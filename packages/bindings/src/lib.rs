use napi::Result as NapiResult;
use napi_derive::napi;

/// Convert any Display error into a napi::Error.
fn to_napi_error(e: impl std::fmt::Display) -> napi::Error {
    napi::Error::from_reason(e.to_string())
}

#[napi]
pub fn calculate_repayments(input_json: String) -> NapiResult<String> {
    let input: mortgage_core::repayment::RepaymentInput =
        serde_json::from_str(&input_json).map_err(to_napi_error)?;
    let output =
        mortgage_core::repayment::calculate_repayments(&input).map_err(to_napi_error)?;
    serde_json::to_string(&output).map_err(to_napi_error)
}
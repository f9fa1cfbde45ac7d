pub mod error;
pub mod repayment;
pub mod types;

pub use error::MortgageError;
pub use types::*;

/// Standard result type for all mortgage calculations
pub type MortgageResult<T> = Result<T, MortgageError>;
◆ ◆ ◆
Character for character, output the whole material above.

filename packages/bindings/src/lib.rs
use napi::Result as NapiResult;
use napi_derive::napi;

/// Convert any Display error into a napi::Error.
fn to_napi_error(e: impl std::fmt::Display) -> napi::Error {
    napi::Error::from_reason(e.to_string())
}

#[napi]
pub fn calculate_repayments(input_json: String) -> NapiResult<String> {
    let input: mortgage_core::repayment::RepaymentInput =
        serde_json::from_str(&input_json).map_err(to_napi_error)?;
    let output =
        mortgage_core::repayment::calculate_repayments(&input).map_err(to_napi_error)?;
    serde_json::to_string(&output).map_err(to_napi_error)
}
repository f9fa1cfbde45ac7d
pub mod error;
pub mod repayment;
pub mod types;

pub use error::MortgageError;
pub use types::*;

/// Standard result type for all mortgage calculations
pub type MortgageResult<T> = Result<T, MortgageError>;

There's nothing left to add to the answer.